Repeat, exactly as written, the lines of the records below from the first through the line with "pub fn mount(app: fn()", but none past it.

Collected data entries
# # # #

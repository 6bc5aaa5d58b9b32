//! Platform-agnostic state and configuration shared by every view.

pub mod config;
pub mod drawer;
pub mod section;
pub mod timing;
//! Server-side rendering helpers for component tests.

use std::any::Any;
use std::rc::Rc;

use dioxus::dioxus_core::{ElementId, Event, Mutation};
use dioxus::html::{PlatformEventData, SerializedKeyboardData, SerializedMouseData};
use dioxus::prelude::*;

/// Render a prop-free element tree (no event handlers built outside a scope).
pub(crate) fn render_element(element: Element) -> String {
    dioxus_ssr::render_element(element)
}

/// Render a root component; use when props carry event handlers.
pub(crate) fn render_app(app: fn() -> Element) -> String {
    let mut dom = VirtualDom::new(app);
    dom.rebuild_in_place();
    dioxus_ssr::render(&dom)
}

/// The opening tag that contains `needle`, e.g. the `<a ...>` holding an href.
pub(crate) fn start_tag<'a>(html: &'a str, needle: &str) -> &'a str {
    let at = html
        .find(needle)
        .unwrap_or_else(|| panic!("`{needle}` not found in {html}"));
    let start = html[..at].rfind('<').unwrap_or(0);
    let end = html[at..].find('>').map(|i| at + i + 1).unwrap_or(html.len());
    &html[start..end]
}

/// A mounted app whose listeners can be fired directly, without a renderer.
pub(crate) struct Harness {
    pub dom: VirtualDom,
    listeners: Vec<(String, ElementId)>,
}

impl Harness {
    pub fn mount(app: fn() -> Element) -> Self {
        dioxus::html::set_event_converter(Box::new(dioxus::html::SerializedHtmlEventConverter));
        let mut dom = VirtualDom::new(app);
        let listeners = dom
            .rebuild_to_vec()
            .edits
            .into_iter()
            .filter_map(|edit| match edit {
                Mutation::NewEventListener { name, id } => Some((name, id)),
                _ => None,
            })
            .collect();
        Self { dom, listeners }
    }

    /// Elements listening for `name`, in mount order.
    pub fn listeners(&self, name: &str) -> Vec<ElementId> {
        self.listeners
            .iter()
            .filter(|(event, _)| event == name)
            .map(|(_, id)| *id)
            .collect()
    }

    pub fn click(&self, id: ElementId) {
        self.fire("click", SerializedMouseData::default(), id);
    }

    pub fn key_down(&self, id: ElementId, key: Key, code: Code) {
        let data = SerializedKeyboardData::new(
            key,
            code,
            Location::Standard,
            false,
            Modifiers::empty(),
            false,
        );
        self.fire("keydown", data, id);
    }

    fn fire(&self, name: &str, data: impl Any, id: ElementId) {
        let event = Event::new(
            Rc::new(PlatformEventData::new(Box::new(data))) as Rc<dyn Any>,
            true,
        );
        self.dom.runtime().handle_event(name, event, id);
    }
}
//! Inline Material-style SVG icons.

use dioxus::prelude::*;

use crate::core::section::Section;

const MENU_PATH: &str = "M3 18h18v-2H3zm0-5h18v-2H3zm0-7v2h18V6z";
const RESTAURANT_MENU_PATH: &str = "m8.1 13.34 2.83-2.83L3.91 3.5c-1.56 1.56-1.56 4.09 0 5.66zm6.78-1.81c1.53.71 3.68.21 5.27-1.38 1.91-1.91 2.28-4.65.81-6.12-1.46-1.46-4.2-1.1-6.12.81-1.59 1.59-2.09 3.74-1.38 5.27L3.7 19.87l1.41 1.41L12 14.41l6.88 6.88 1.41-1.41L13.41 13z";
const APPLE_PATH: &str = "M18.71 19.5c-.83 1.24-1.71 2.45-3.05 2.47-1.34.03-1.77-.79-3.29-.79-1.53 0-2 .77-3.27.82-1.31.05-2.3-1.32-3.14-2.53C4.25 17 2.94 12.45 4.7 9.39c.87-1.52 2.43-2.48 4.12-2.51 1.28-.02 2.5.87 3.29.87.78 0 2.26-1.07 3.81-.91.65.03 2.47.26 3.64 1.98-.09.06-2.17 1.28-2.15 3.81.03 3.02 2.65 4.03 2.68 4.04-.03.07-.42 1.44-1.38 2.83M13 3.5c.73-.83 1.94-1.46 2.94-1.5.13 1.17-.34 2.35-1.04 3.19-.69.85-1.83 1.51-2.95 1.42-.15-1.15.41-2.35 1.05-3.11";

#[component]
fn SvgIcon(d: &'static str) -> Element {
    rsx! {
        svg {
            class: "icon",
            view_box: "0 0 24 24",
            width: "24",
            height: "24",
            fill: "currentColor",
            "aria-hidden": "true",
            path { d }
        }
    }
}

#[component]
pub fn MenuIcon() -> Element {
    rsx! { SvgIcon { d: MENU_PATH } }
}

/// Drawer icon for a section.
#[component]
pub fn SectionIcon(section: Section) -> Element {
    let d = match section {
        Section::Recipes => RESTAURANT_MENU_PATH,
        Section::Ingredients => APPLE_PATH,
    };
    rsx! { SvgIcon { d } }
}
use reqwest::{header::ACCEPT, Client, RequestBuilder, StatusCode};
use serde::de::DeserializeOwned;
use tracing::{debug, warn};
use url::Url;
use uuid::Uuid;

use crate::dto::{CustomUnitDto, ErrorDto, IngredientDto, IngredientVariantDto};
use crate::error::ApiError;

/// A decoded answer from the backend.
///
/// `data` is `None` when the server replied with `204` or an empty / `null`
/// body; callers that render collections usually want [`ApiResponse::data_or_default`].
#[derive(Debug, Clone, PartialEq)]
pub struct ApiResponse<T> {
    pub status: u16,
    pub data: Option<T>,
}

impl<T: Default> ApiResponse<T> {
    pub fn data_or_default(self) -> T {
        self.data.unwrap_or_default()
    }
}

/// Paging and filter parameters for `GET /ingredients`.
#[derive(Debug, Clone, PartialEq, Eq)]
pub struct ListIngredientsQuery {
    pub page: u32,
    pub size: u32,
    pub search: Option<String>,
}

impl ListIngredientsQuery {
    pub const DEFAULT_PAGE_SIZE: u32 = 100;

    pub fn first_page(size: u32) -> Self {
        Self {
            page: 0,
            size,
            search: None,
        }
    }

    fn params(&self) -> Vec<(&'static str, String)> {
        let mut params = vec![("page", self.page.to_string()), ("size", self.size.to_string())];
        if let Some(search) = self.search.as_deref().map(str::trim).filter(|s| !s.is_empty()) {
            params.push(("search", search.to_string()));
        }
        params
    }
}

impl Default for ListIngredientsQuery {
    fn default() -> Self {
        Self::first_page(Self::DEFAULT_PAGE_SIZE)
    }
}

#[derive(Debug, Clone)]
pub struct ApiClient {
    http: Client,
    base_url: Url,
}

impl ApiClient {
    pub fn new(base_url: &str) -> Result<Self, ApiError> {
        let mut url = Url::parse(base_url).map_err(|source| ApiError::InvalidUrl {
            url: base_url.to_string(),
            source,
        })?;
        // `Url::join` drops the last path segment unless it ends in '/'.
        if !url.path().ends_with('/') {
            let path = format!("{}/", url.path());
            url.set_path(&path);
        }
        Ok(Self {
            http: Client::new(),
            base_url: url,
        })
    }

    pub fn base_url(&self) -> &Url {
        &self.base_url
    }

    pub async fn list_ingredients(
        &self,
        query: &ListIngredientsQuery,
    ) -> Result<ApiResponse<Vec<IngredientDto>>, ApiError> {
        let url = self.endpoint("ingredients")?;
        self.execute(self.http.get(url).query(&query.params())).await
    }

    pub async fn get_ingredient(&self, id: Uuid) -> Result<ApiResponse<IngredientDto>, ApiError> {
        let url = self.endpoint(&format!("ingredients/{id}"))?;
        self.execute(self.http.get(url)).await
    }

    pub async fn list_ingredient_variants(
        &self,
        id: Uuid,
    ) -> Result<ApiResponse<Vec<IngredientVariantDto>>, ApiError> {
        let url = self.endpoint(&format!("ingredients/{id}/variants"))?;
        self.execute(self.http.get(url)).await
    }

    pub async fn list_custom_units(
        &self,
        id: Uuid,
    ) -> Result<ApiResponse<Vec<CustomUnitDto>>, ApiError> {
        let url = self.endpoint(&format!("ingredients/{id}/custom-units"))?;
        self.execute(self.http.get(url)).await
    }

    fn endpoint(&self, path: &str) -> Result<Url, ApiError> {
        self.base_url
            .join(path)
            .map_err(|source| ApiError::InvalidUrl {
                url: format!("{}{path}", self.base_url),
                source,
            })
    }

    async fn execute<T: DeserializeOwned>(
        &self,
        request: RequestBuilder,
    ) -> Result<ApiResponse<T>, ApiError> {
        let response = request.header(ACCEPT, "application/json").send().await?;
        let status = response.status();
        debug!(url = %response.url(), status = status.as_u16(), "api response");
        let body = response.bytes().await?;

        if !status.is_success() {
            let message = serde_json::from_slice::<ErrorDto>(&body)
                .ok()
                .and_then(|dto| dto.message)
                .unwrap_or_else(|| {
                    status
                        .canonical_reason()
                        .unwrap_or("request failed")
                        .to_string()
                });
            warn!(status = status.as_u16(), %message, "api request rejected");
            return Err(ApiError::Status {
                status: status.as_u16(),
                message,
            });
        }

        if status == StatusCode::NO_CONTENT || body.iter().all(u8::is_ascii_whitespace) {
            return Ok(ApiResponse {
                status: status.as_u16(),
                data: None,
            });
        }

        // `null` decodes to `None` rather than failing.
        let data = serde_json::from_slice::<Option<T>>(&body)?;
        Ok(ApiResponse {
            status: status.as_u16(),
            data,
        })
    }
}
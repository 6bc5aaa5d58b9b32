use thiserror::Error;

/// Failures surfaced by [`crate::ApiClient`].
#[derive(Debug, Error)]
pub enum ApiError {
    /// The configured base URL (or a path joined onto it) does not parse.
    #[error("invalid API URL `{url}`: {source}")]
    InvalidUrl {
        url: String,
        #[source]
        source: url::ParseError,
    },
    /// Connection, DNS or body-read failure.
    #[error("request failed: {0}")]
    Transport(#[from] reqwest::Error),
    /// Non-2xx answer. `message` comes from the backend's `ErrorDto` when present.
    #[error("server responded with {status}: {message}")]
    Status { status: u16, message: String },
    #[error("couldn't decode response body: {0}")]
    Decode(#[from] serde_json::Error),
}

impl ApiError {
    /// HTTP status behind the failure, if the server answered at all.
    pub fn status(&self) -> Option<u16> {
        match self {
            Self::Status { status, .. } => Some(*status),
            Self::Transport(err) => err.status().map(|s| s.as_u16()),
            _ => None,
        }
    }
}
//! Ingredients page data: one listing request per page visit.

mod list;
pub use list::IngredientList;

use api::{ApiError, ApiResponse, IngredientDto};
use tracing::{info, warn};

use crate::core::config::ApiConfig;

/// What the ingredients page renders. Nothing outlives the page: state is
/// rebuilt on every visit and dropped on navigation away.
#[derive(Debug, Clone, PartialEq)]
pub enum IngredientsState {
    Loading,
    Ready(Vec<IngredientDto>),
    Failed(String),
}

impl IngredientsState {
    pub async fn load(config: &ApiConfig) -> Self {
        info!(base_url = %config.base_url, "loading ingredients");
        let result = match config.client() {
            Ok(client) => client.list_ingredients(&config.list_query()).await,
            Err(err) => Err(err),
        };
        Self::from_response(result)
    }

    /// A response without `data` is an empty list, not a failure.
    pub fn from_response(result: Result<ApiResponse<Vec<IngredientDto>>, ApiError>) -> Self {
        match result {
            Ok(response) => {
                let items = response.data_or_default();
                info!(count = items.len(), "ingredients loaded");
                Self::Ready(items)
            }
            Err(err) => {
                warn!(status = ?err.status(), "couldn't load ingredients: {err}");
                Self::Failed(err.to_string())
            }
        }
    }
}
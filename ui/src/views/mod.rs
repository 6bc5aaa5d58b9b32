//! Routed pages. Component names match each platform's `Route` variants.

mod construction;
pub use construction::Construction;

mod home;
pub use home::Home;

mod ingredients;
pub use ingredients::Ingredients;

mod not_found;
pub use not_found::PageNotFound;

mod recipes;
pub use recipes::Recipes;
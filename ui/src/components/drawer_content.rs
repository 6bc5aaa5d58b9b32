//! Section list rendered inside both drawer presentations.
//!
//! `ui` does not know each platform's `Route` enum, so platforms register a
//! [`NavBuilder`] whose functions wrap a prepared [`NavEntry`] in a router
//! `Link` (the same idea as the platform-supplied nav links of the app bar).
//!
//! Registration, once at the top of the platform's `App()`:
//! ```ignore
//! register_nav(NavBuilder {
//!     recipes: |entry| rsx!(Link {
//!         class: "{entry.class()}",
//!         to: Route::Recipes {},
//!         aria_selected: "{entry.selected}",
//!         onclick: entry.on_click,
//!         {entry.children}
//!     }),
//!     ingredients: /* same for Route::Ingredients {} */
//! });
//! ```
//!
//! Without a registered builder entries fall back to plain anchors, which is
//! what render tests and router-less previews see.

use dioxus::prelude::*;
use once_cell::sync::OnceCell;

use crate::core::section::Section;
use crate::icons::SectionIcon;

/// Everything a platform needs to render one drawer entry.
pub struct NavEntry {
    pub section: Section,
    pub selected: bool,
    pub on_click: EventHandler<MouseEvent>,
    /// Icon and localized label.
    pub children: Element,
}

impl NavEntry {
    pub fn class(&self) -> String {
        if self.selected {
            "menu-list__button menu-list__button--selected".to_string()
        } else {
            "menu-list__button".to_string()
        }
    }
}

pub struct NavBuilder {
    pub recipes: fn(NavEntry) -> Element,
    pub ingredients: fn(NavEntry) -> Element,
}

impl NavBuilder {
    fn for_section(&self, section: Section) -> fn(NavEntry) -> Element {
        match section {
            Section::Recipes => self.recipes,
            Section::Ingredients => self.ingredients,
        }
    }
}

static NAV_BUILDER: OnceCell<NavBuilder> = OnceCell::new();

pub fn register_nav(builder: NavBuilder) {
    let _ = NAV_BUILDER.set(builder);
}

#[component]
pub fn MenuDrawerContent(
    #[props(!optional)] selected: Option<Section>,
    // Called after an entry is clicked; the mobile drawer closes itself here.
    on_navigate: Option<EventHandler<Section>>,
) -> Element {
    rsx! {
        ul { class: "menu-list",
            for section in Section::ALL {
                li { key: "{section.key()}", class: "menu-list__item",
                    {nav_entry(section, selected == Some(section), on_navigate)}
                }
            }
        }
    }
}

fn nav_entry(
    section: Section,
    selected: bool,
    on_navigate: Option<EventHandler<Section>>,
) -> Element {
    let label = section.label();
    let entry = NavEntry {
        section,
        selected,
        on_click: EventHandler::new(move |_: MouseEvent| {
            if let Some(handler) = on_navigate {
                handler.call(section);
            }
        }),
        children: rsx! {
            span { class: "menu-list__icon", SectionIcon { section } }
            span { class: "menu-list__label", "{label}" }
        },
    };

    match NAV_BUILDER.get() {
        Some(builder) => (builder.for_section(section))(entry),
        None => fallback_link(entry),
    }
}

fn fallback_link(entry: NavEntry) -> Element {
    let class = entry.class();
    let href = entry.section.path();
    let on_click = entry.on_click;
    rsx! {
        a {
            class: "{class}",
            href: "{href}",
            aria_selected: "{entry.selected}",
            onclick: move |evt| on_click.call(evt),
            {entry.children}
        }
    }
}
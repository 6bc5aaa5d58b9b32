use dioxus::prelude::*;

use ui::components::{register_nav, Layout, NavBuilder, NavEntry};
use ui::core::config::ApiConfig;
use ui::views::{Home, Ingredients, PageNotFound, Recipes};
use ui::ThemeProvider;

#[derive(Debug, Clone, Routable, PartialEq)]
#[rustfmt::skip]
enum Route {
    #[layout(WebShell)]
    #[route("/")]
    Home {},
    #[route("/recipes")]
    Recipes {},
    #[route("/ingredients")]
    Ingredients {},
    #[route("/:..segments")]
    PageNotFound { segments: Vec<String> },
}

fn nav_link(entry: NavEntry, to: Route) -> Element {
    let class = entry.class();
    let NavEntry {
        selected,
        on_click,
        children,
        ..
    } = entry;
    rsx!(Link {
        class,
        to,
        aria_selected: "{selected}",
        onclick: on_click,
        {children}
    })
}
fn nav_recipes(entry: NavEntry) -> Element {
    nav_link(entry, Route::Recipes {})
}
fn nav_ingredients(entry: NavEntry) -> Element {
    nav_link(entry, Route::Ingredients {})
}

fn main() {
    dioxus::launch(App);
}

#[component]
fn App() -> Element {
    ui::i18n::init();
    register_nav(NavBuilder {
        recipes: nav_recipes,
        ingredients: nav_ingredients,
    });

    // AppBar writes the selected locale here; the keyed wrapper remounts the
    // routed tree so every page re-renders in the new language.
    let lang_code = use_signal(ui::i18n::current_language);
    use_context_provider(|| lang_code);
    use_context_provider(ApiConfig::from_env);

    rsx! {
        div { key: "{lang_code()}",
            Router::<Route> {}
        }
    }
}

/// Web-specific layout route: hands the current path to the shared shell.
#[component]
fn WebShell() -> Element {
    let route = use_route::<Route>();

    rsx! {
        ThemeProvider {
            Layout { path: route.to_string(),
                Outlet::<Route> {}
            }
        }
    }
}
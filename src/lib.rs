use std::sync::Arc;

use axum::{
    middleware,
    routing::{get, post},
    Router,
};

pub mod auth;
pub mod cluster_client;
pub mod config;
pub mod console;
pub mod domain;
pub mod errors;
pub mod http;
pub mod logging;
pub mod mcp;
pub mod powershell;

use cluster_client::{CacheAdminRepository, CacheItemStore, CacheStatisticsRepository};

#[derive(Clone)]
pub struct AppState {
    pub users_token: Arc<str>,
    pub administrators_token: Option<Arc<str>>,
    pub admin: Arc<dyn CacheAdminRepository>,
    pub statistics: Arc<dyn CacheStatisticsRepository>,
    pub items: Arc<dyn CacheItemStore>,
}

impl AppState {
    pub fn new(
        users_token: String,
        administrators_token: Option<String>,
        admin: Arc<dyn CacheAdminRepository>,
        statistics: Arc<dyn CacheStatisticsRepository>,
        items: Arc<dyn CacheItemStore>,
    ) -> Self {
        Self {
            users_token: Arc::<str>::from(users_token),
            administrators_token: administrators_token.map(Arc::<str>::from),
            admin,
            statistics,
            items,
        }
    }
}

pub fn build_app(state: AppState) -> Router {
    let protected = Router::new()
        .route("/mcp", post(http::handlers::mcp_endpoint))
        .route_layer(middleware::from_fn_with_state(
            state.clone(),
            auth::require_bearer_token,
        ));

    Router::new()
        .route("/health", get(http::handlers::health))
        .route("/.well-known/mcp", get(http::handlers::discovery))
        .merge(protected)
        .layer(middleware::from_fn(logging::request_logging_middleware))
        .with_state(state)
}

# # # #

- **The completed task**
repository 6bc5aaa5d58b9b32
//! Platform-agnostic state and configuration shared by every view.

pub mod config;
pub mod drawer;
pub mod section;
pub mod timing;
//! Server-side rendering helpers for component tests.

use std::any::Any;
use std::rc::Rc;

use dioxus::dioxus_core::{ElementId, Event, Mutation};
use dioxus::html::{PlatformEventData, SerializedKeyboardData, SerializedMouseData};
use dioxus::prelude::*;

/// Render a prop-free element tree (no event handlers built outside a scope).
pub(crate) fn render_element(element: Element) -> String {
    dioxus_ssr::render_element(element)
}

/// Render a root component; use when props carry event handlers.
pub(crate) fn render_app(app: fn() -> Element) -> String {
    let mut dom = VirtualDom::new(app);
    dom.rebuild_in_place();
    dioxus_ssr::render(&dom)
}

/// The opening tag that contains `needle`, e.g. the `<a ...>` holding an href.
pub(crate) fn start_tag<'a>(html: &'a str, needle: &str) -> &'a str {
    let at = html
        .find(needle)
        .unwrap_or_else(|| panic!("`{needle}` not found in {html}"));
    let start = html[..at].rfind('<').unwrap_or(0);
    let end = html[at..].find('>').map(|i| at + i + 1).unwrap_or(html.len());
    &html[start..end]
}

/// A mounted app whose listeners can be fired directly, without a renderer.
pub(crate) struct Harness {
    pub dom: VirtualDom,
    listeners: Vec<(String, ElementId)>,
}

impl Harness {
    pub fn mount(app: fn() -> Element) -> Self {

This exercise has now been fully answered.